Can a “Living Drug” Cure Autoimmune Diseases?


As a rheumatologist at Columbia University Medical Center, I routinely care for patients with autoimmune diseases. I’m grateful that, in recent years, biologics such as Humira, Enbrel, and Xeljanz—synthesized molecules designed to target specific immune pathways—have been effective against conditions like rheumatoid arthritis, psoriasis, and inflammatory bowel disease. But biologics sometimes don’t work well for lupus, likely because the disease causes such a wide range of symptoms and affects multiple immune pathways. Survival rates for lupus climbed between the nineteen-forties and the nineties, but they have largely plateaued. Women develop the disease in much higher numbers than men; severe cases disproportionately affect Black and Hispanic patients. A person diagnosed before age forty is twelve times as likely to die prematurely as someone without the condition. “I go to fewer funerals these days,” Anca Askanase, a colleague who directs the Columbia Lupus Center, told me. “But there are still too many.”

T cells are the foot soldiers of the immune system, capable of identifying threats and mounting attacks. In the eighties, Michel Sadelain, a French-born graduate student in Canada, wondered if T cells could be instructed to kill cancer cells. The answer was yes, but with limitations: T cells rely on a molecule called HLA to recognize targets, and cancers can avoid detection by limiting their expression of HLA.

In the late eighties, an Israeli scientist named Zelig Eshhar successfully fused a T-cell receptor with an antibody, which could recognize cancer cells without relying on HLA. Eshhar’s “T bodies” could bind to tumors, but they were weak and short-lived.

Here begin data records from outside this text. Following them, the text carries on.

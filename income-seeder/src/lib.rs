#![deny(rust_2018_idioms)]
#![deny(clippy::correctness)]
#![deny(clippy::perf)]
#![deny(clippy::all)]
#![deny(clippy::pedantic)]
#![allow(clippy::module_name_repetitions)]

pub mod error;
pub mod export;
pub mod record;
pub mod reference;
pub mod seed;
pub mod sql;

Sadelain addressed this problem by engineering a molecule that he called a chimeric antigen receptor (CAR), which activated the T cell’s internal engine, stimulating it to survive and kill repeatedly. He also programmed his CAR-T cells to target CD19, a marker found on nearly all B cells, including those involved in many blood cancers.

In 2010, Bill Ludwig, a sixty-five-year-old with a terminal form of leukemia, became one of the first patients treated with CAR-T cells. The infusion initially left him critically ill: like Reid, he experienced cytokine storm. But, after the storm passed, he was cancer-free until he died, in 2021, of COVID-19 pneumonia. The F.D.A. went on to approve seven CAR-T products, and cellular therapies became a transformative option for tens of thousands of cases of treatment-resistant blood cancers. (They are not without side effects: in November, 2023, the F.D.A. announced that nineteen recipients of CAR-T cancer therapies had reported new T-cell cancers, and the agency now recommends that patients be monitored for life.)

CAR-T’s lupus breakthrough came in 2021, when Georg Schett, a physician at the University of Erlangen-Nürnberg, in Germany, met a young woman with life-threatening lupus who had exhausted all available treatments. Schett had little to offer except an experimental CAR-T therapy, which had appeared to work in mouse models of lupus. The patient agreed, and within weeks of her infusion she was in full remission—a recovery that Schett had never seen before. “It was our eureka moment,” he told me.

Schett and his team treated more lupus patients. Romy Kandera, who received an infusion at eighteen years old, had been a talented pianist until lupus caused swelling in her fingers. While learning a Chopin piece that spanned several octaves, she realized that she could not reach the notes. “Playing music made me special, and I felt like with lupus I was losing that,” she told me. Yet since her CAR-T therapy, in January, 2022, she has been in a drug-free remission. She is now a student in Düsseldorf, and in her free time she has returned to playing piano.

CAR-T treatments for lupus may not work in every patient, George Tsokos, the chief of rheumatology at Beth Israel Deaconess Medical Center, told me. “No two lupus patients are alike,” he said. “Everybody has their own disease.” He also cautioned that “the experience from treating cancer patients cannot just be transferred over to patients with autoimmune disease.” Our immune systems remain complex and mysterious; they are defined not only by our immune cells but also by our genes and our environments, which are unchanged by CAR-T therapy.